Assigning Work to Your Virtual Assistant
There are many variables to consider when assigning work. These include your virtual assistants:
- Knowledge of the task: Is she familiar with your email marketing software?
- Familiarity with your standard practices: Does she know your preferences? For example: Do you publish every Friday at a specific time? Do you use images?
- Experience. A virtual assistant with many years in the field won’t need step-by-step instructions whereas a less experienced VA will need more direction.
It would be a good idea, at least early in the relationship, to assume nothing. You will quickly learn what level of direction your VA needs and it’s always better to give too much guidance than not enough.
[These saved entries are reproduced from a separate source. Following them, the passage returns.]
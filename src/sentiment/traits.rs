// Sentiment classifier traits: the swap-ready abstraction.
//
// The default implementation is a local ONNX DistilBERT model fine-tuned
// on SST-2. Tests substitute fakes for both traits without touching
// real models.

use std::sync::Arc;

use anyhow::Result;
use async_trait::async_trait;
use serde::{Deserialize, Serialize};

/// Binary sentiment label, serialized the way SST-2 models name them.
#[derive(Debug, Clone, Copy, PartialEq, Eq, Serialize, Deserialize)]
#[serde(rename_all = "UPPERCASE")]
pub enum SentimentLabel {
    Positive,
    Negative,
}

impl SentimentLabel {
    pub fn as_str(&self) -> &'static str {
        match self {
            SentimentLabel::Positive => "POSITIVE",
            SentimentLabel::Negative => "NEGATIVE",
        }
    }
}

impl std::fmt::Display for SentimentLabel {
    fn fmt(&self, f: &mut std::fmt::Formatter<'_>) -> std::fmt::Result {
        write!(f, "{}", self.as_str())
    }
}

/// The result of classifying a single piece of text.
#[derive(Debug, Clone, PartialEq, Serialize, Deserialize)]
pub struct SentimentResult {
    pub label: SentimentLabel,
    /// Probability of `label`, 0.0 to 1.0
    pub confidence: f64,
}

/// A loaded sentiment classifier. Async because inference is offloaded
/// to a blocking thread.
#[async_trait]
pub trait SentimentClassifier: Send + Sync {
    /// Classify a single text. Callers bound the input length.
    async fn classify(&self, text: &str) -> Result<SentimentResult>;
}

/// Acquires a SentimentClassifier. Called at most once per augmenter.
#[async_trait]
pub trait ClassifierLoader: Send + Sync {
    async fn load(&self) -> Result<Arc<dyn SentimentClassifier>>;
}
Until you know your VA’s ability, write very specific directions that don’t require her to read your mind. Make sure your explanations are step-by-step and leave nothing out.
Most VA’s have multiple clients that may span several industries so don’t assume they know specific standards for your profession. If you can’t do this, you should consider hiring a well experienced virtual assistant.
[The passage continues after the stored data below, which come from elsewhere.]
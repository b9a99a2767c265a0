// Face analysis: trait plus a client for a DeepFace-compatible HTTP API.
//
// The analyzer hands over a local image path. "No face found" is a normal
// result (region = None), never an error; errors mean the service itself
// failed. The HTTP client sends the file as a base64 data URI with
// enforce_detection disabled, so the service answers even for faceless
// images.

use std::collections::BTreeMap;
use std::path::Path;

use anyhow::{Context, Result};
use async_trait::async_trait;
use base64::engine::general_purpose::STANDARD;
use base64::Engine;
use reqwest::Client;
use serde::{Deserialize, Serialize};
use tracing::debug;

/// Bounding box of a detected face, in pixels.
#[derive(Debug, Clone, PartialEq, Serialize, Deserialize)]
pub struct FaceRegion {
    pub x: f64,
    pub y: f64,
    pub w: f64,
    pub h: f64,
}

/// What the face-analysis step reports about an image.
#[derive(Debug, Clone, Default, PartialEq)]
pub struct FaceAnalysis {
    /// None when no face was detected
    pub region: Option<FaceRegion>,
    /// Emotion name to confidence, 0-100
    pub emotion: BTreeMap<String, f64>,
    pub dominant_emotion: Option<String>,
    pub age: Option<f64>,
    pub dominant_gender: Option<String>,
}

impl FaceAnalysis {
    /// Confidence of the strongest emotion, if any were reported.
    pub fn dominant_emotion_score(&self) -> Option<f64> {
        self.emotion.values().copied().reduce(f64::max)
    }
}

/// Trait for analyzing faces in a local image file.
#[async_trait]
pub trait FaceAnalyzer: Send + Sync {
    async fn analyze(&self, image_path: &Path) -> Result<FaceAnalysis>;
}

/// One face as returned by DeepFace's `/analyze`.
#[derive(Debug, Clone, Deserialize)]
pub struct DeepFaceFace {
    pub region: Option<DeepFaceRegion>,
    #[serde(default)]
    pub emotion: BTreeMap<String, f64>,
    pub dominant_emotion: Option<String>,
    pub age: Option<f64>,
    pub dominant_gender: Option<String>,
    /// 0 when detection was skipped and the region is the whole image
    pub face_confidence: Option<f64>,
}

#[derive(Debug, Clone, Deserialize)]
pub struct DeepFaceRegion {
    pub x: Option<f64>,
    pub y: Option<f64>,
    pub w: Option<f64>,
    pub h: Option<f64>,
}

/// Response body variants seen across DeepFace API versions.
#[derive(Debug, Clone, Deserialize)]
#[serde(untagged)]
pub enum DeepFaceResponse {
    Wrapped { results: Vec<DeepFaceFace> },
    List(Vec<DeepFaceFace>),
    Single(DeepFaceFace),
}

impl DeepFaceResponse {
    /// The first face, which is the only one scored.
    pub fn into_first(self) -> Option<DeepFaceFace> {
        match self {
            DeepFaceResponse::Wrapped { results } | DeepFaceResponse::List(results) => {
                results.into_iter().next()
            }
            DeepFaceResponse::Single(face) => Some(face),
        }
    }
}

impl From<DeepFaceFace> for FaceAnalysis {
    fn from(face: DeepFaceFace) -> Self {
        let detected = face.face_confidence.is_none_or(|c| c > 0.0);
        let region = face.region.filter(|_| detected).map(|r| FaceRegion {
            x: r.x.unwrap_or(0.0),
            y: r.y.unwrap_or(0.0),
            w: r.w.unwrap_or(0.0),
            h: r.h.unwrap_or(0.0),
        });

        FaceAnalysis {
            region,
            emotion: face.emotion,
            dominant_emotion: face.dominant_emotion,
            age: face.age,
            dominant_gender: face.dominant_gender,
        }
    }
}

#[derive(Serialize)]
struct AnalyzeRequest<'a> {
    img: String,
    actions: [&'a str; 3],
    enforce_detection: bool,
}

/// Client for a DeepFace-compatible face-analysis service.
pub struct DeepFaceClient {
    client: Client,
    base_url: String,
}

impl DeepFaceClient {
    /// Create a new client pointing at the given base URL.
    pub fn new(base_url: &str) -> Result<Self> {
        let client = Client::builder()
            .user_agent(concat!("credence/", env!("CARGO_PKG_VERSION")))
            .build()
            .context("Failed to build HTTP client")?;

        Ok(Self {
            client,
            base_url: base_url.trim_end_matches('/').to_string(),
        })
    }
}

#[async_trait]
impl FaceAnalyzer for DeepFaceClient {
    async fn analyze(&self, image_path: &Path) -> Result<FaceAnalysis> {
        let bytes = tokio::fs::read(image_path)
            .await
            .with_context(|| format!("Failed to read {}", image_path.display()))?;

        let request = AnalyzeRequest {
            img: data_uri(image_path, &bytes),
            actions: ["emotion", "age", "gender"],
            enforce_detection: false,
        };

        let url = format!("{}/analyze", self.base_url);
        let response = self
            .client
            .post(&url)
            .json(&request)
            .send()
            .await
            .context("Failed to call face-analysis API")?;

        if !response.status().is_success() {
            let status = response.status();
            let body = response.text().await.unwrap_or_default();
            anyhow::bail!("Face-analysis API returned {}: {}", status, body);
        }

        let parsed: DeepFaceResponse = response
            .json()
            .await
            .context("Failed to parse face-analysis response")?;

        let analysis = parsed
            .into_first()
            .map(FaceAnalysis::from)
            .unwrap_or_default();

        debug!(
            face = analysis.region.is_some(),
            emotion = ?analysis.dominant_emotion,
            "Face analysis complete"
        );

        Ok(analysis)
    }
}

/// Encode file bytes as a data URI, typed by the file extension.
fn data_uri(path: &Path, bytes: &[u8]) -> String {
    let mime = match path.extension().and_then(|e| e.to_str()) {
        Some("jpg") | Some("jpeg") => "image/jpeg",
        _ => "image/png",
    };
    format!("data:{};base64,{}", mime, STANDARD.encode(bytes))
}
Here are some effective ways to communicate exactly what you need:
- Show them an example of the finished task. This may be a copy of your last newsletter, a typical blog post etc.
- If the task is creating or completing a spreadsheet, show them an example or complete two or three rows.
- Send them a screencast of the work to be completed. One of my clients did this when I first started work for her and I loved it! Everything was very clear so I knew exactly what to do.
How do I monitor progress?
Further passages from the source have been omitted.